Work required:
Only the lines that include "MoveError" should be copied from the data below.
---------- Data shown ----------
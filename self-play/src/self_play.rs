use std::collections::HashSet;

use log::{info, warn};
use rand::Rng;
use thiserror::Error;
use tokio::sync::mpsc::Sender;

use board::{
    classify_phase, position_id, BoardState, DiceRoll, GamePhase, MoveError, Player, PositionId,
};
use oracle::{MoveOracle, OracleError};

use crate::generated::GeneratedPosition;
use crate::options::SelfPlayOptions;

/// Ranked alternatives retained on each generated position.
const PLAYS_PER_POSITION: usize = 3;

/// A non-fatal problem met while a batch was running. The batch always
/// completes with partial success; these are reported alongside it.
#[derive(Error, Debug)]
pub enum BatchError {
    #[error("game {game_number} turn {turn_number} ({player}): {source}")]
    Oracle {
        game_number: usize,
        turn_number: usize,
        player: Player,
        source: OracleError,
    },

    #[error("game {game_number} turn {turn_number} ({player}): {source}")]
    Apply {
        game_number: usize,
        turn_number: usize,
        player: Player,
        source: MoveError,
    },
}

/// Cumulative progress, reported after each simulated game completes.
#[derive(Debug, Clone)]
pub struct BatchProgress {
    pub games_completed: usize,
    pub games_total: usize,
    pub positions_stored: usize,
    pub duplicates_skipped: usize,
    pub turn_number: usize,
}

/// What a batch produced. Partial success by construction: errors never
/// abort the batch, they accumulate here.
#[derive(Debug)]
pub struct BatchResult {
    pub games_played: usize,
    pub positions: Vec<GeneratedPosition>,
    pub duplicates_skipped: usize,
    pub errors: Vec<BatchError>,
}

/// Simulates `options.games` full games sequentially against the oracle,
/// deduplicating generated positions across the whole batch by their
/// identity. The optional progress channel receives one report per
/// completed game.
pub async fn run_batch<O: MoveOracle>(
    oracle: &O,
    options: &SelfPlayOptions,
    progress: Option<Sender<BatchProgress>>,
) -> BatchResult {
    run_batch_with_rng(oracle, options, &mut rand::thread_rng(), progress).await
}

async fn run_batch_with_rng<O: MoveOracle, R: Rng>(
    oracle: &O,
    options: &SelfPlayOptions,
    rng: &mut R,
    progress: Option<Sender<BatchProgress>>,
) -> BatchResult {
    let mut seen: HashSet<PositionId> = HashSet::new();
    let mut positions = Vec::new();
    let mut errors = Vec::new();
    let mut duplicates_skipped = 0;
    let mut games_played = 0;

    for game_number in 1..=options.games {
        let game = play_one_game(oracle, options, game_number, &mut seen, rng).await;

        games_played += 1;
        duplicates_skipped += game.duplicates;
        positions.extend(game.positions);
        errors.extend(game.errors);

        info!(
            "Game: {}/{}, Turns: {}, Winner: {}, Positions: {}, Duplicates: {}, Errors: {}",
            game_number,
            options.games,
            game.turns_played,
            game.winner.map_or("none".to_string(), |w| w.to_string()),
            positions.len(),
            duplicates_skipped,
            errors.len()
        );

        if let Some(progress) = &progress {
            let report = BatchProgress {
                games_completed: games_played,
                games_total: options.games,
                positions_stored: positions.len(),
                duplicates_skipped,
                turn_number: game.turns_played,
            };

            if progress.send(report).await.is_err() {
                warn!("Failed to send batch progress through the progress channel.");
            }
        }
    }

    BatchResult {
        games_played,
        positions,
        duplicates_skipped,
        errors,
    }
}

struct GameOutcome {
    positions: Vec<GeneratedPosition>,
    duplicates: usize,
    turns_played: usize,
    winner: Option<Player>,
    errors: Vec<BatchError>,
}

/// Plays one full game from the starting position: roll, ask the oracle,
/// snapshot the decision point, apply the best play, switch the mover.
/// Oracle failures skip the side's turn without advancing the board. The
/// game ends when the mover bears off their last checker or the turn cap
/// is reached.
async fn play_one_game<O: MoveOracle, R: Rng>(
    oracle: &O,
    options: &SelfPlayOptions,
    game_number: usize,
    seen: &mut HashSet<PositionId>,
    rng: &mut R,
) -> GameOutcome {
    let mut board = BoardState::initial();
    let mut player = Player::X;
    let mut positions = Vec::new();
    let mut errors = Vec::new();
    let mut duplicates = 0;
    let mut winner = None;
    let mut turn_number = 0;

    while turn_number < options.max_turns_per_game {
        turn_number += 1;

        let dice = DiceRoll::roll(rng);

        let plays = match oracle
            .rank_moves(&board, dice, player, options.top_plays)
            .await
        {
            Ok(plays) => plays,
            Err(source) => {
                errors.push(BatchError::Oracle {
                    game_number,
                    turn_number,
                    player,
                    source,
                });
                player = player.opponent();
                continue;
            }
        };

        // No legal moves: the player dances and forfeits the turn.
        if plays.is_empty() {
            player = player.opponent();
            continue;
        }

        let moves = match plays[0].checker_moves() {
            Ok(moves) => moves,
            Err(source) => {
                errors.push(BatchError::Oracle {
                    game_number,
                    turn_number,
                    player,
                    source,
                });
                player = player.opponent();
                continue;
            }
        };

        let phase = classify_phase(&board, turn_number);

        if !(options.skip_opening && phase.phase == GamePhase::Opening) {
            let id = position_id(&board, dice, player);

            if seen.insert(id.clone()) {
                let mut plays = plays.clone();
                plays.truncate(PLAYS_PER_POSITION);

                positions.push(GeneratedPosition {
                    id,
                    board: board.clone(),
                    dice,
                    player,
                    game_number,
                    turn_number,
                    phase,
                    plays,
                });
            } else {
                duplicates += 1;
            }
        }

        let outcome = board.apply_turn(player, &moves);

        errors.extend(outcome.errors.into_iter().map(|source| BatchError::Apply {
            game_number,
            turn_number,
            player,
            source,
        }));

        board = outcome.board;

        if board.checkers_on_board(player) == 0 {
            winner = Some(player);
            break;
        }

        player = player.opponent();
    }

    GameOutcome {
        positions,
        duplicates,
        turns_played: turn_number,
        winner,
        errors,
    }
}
----------
Solution below:
    classify_phase, position_id, BoardState, DiceRoll, GamePhase, MoveError, Player, PositionId,
        source: MoveError,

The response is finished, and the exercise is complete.